[TASK TO CARRY OUT] A line qualifies if it holds the string "EmptyStore". Copy every qualifying line from the records.

* * * * * * * * *

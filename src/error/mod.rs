//! Error handling for the configuration store

use std::collections::TryReserveError;
use std::path::{Path, PathBuf};
use thiserror::Error;

/// Custom error types for the configuration store
#[derive(Error, Debug)]
pub enum AppError {
    /// No backing file path has been configured
    #[error("No configuration file path configured")]
    NotConfigured,

    /// Open/read/write failure on the backing file
    #[error("I/O error on '{}': {source}", .path.display())]
    Io {
        path: PathBuf,
        #[source]
        source: std::io::Error,
    },

    /// Memory could not be reserved for a key or value
    #[error("Allocation failure: {0}")]
    Allocation(#[from] TryReserveError),

    /// Key absent from the store
    #[error("Key not found: {0}")]
    NotFound(String),

    /// Value does not fit the caller's buffer (one byte is reserved for the terminator)
    #[error("Buffer too small: value needs {needed} bytes plus terminator, capacity is {capacity}")]
    BufferTooSmall { needed: usize, capacity: usize },

    /// Non-fatal: a line without a valid `key=value` structure
    #[error("Malformed line {line_number}: {content}")]
    MalformedLine { line_number: usize, content: String },

    /// Save attempted on a store with no pairs
    #[error("Refusing to save an empty store")]
    EmptyStore,

    /// Physical line longer than the configured maximum
    #[error("Line {line_number} exceeds the maximum length of {limit} bytes")]
    LineTooLong { line_number: usize, limit: usize },

    /// Key rejected by `set`
    #[error("Invalid key: {0}")]
    InvalidKey(String),

    /// Value rejected by `set`
    #[error("Invalid value: {0}")]
    InvalidValue(String),

    /// Stored value is not UTF-8; the byte accessors still return it
    #[error("Value of '{0}' is not valid UTF-8")]
    NotUtf8(String),

    /// Settings, environment and CLI errors
    #[error("Configuration error: {0}")]
    Config(String),
}

impl AppError {
    /// Create a new settings error
    pub fn config<S: Into<String>>(message: S) -> Self {
        Self::Config(message.into())
    }

    /// Wrap an I/O error with the path it happened on
    pub fn io<P: AsRef<Path>>(path: P, source: std::io::Error) -> Self {
        Self::Io {
            path: path.as_ref().to_path_buf(),
            source,
        }
    }

    /// Create a new key-not-found error
    pub fn not_found<S: Into<String>>(key: S) -> Self {
        Self::NotFound(key.into())
    }

    /// Create a new malformed-line report
    pub fn malformed_line<S: Into<String>>(line_number: usize, content: S) -> Self {
        Self::MalformedLine {
            line_number,
            content: content.into(),
        }
    }

    /// Get error category for logging and reporting
    pub fn category(&self) -> &'static str {
        match self {
            Self::NotConfigured => "NOT_CONFIGURED",
            Self::Io { .. } => "IO",
            Self::Allocation(_) => "ALLOC",
            Self::NotFound(_) => "NOT_FOUND",
            Self::BufferTooSmall { .. } => "BUFFER",
            Self::MalformedLine { .. } => "MALFORMED",
            Self::EmptyStore => "EMPTY",
            Self::LineTooLong { .. } => "LINE_TOO_LONG",
            Self::InvalidKey(_) => "INVALID_KEY",
            Self::InvalidValue(_) => "INVALID_VALUE",
            Self::NotUtf8(_) => "ENCODING",
            Self::Config(_) => "CONFIG",
        }
    }

    /// Check if the caller can carry on after this error
    pub fn is_recoverable(&self) -> bool {
        match self {
            Self::MalformedLine { .. } | Self::NotFound(_) | Self::BufferTooSmall { .. } => true,
            Self::NotUtf8(_) => true,
            Self::NotConfigured | Self::Io { .. } | Self::Allocation(_) => false,
            Self::EmptyStore | Self::LineTooLong { .. } | Self::InvalidKey(_) | Self::InvalidValue(_) => false,
            Self::Config(_) => false,
        }
    }

    /// Get user-friendly error message with suggestions
    pub fn user_friendly_message(&self) -> String {
        match self {
            Self::NotConfigured => {
                format!("{}\n\nSuggestion: Pass --file or set KVC_FILE.", self)
            }
            Self::Io { .. } => {
                format!("File operation failed: {}\n\nSuggestion: Check that the file exists and that permissions allow access.", self)
            }
            Self::Allocation(_) => {
                format!("{}\n\nSuggestion: The system is out of memory.", self)
            }
            Self::NotFound(key) => {
                format!("Key '{}' is not present in the configuration file.\n\nSuggestion: Use 'kvc list' to see the available keys.", key)
            }
            Self::BufferTooSmall { .. } => {
                format!("{}\n\nSuggestion: Provide a buffer at least one byte longer than the value.", self)
            }
            Self::MalformedLine { .. } => {
                format!("{}\n\nSuggestion: Every non-comment line must look like KEY=VALUE with a non-empty key.", self)
            }
            Self::EmptyStore => {
                format!("{}\n\nSuggestion: Set at least one key before saving.", self)
            }
            Self::LineTooLong { .. } => {
                format!("{}\n\nSuggestion: Raise the limit with --max-line-len or KVC_MAX_LINE_LEN (0 disables it).", self)
            }
            Self::InvalidKey(_) => {
                format!("{}\n\nSuggestion: Keys must be non-empty, must not start with whitespace or '#', and must not contain '=' or a newline.", self)
            }
            Self::InvalidValue(_) => {
                format!("{}\n\nSuggestion: Values are written on a single line and cannot contain a newline.", self)
            }
            Self::NotUtf8(_) => {
                format!("{}\n\nSuggestion: Read the raw bytes with read_value or get_bytes.", self)
            }
            Self::Config(msg) => {
                format!("Configuration problem: {}\n\nSuggestion: Check your .env file, KVC_* variables or command line arguments.", msg)
            }
        }
    }

    /// Get exit code for this error type
    pub fn exit_code(&self) -> i32 {
        match self {
            Self::Config(_) | Self::NotConfigured => 1, // Invalid configuration/usage
            Self::InvalidKey(_) | Self::InvalidValue(_) => 1,
            Self::NotFound(_) => 2,
            Self::MalformedLine { .. } | Self::LineTooLong { .. } | Self::NotUtf8(_) => 3, // Bad file content
            Self::EmptyStore | Self::BufferTooSmall { .. } => 4,
            Self::Io { .. } => 5,
            Self::Allocation(_) => 99,
        }
    }

    /// Format error for console display with color coding
    pub fn format_for_console(&self, use_color: bool) -> String {
        let category = self.category();
        let message = self.to_string();

        if use_color {
            use colored::Colorize;
            match self {
                Self::Config(_) | Self::NotConfigured | Self::InvalidKey(_) | Self::InvalidValue(_) => {
                    format!("[{}] {}", category.red().bold(), message.red())
                }
                Self::NotFound(_) | Self::BufferTooSmall { .. } | Self::MalformedLine { .. } | Self::NotUtf8(_) => {
                    format!("[{}] {}", category.yellow().bold(), message.yellow())
                }
                Self::LineTooLong { .. } | Self::EmptyStore => {
                    format!("[{}] {}", category.magenta().bold(), message.magenta())
                }
                Self::Io { .. } => {
                    format!("[{}] {}", category.cyan().bold(), message.cyan())
                }
                Self::Allocation(_) => {
                    format!("[{}] {}", category.bright_red().bold(), message.bright_red())
                }
            }
        } else {
            format!("[{}] {}", category, message)
        }
    }
}

impl From<dotenv::Error> for AppError {
    fn from(error: dotenv::Error) -> Self {
        Self::config(format!("Environment file error: {}", error))
    }
}

/// Custom Result type for the configuration store
pub type Result<T> = std::result::Result<T, AppError>;

/// Error reporter for user feedback on stderr
pub struct ErrorReporter {
    pub use_color: bool,
    pub verbose: bool,
}

impl ErrorReporter {
    /// Create a new error reporter
    pub fn new(use_color: bool, verbose: bool) -> Self {
        Self { use_color, verbose }
    }

    /// Report an error to the user
    pub fn report_error(&self, error: &AppError) {
        eprintln!("{}", self.format_error(error));
    }

    /// Render what `report_error` prints
    pub fn format_error(&self, error: &AppError) -> String {
        let mut output = error.format_for_console(self.use_color);

        if self.verbose {
            output.push_str("\n\n");
            output.push_str(&error.user_friendly_message());

            if let Some(source) = std::error::Error::source(error) {
                output.push_str(&format!("\n\nCaused by: {}", source));
            }
        }

        output
    }
}

#[cfg(test)]
mod tests {
    use super::*;
    use std::error::Error;

    #[test]
    fn test_error_display() {
        let e = AppError::not_found("name");
        assert_eq!(e.to_string(), "Key not found: name");

        let e = AppError::BufferTooSmall { needed: 5, capacity: 5 };
        assert!(e.to_string().contains("capacity is 5"));

        let e = AppError::LineTooLong { line_number: 3, limit: 16 };
        assert!(e.to_string().contains("Line 3"));
        assert!(e.to_string().contains("16 bytes"));
    }

    #[test]
    fn test_io_error_keeps_source_and_path() {
        let io_err = std::io::Error::new(std::io::ErrorKind::NotFound, "file missing");
        let e = AppError::io("/tmp/app.conf", io_err);

        assert!(e.to_string().contains("/tmp/app.conf"));
        assert!(e.to_string().contains("file missing"));
        assert!(e.source().is_some());
        assert_eq!(e.category(), "IO");
    }

    #[test]
    fn test_allocation_error_converts() {
        let reserve_err = Vec::<u8>::new().try_reserve(usize::MAX).unwrap_err();
        let e: AppError = reserve_err.into();
        assert_eq!(e.category(), "ALLOC");
        assert_eq!(e.exit_code(), 99);
    }

    #[test]
    fn test_exit_codes_and_recoverability() {
        assert_eq!(AppError::NotConfigured.exit_code(), 1);
        assert_eq!(AppError::not_found("k").exit_code(), 2);
        assert_eq!(AppError::EmptyStore.exit_code(), 4);

        assert!(AppError::malformed_line(1, "oops").is_recoverable());
        assert!(!AppError::EmptyStore.is_recoverable());
    }

    #[test]
    fn test_format_for_console_plain() {
        let e = AppError::EmptyStore;
        assert_eq!(e.format_for_console(false), "[EMPTY] Refusing to save an empty store");
    }

    #[test]
    fn test_reporter_verbose_includes_suggestion() {
        let reporter = ErrorReporter::new(false, true);
        let output = reporter.format_error(&AppError::not_found("port"));

        assert!(output.starts_with("[NOT_FOUND]"));
        assert!(output.contains("kvc list"));
    }
}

* * * * * * * * *

[PROBLEM SOLUTION]
    EmptyStore,
            Self::EmptyStore => "EMPTY",
            Self::EmptyStore | Self::LineTooLong { .. } | Self::InvalidKey(_) | Self::InvalidValue(_) => false,
            Self::EmptyStore => {
            Self::EmptyStore | Self::BufferTooSmall { .. } => 4,
                Self::LineTooLong { .. } | Self::EmptyStore => {
        assert_eq!(AppError::EmptyStore.exit_code(), 4);
        assert!(!AppError::EmptyStore.is_recoverable());
        let e = AppError::EmptyStore;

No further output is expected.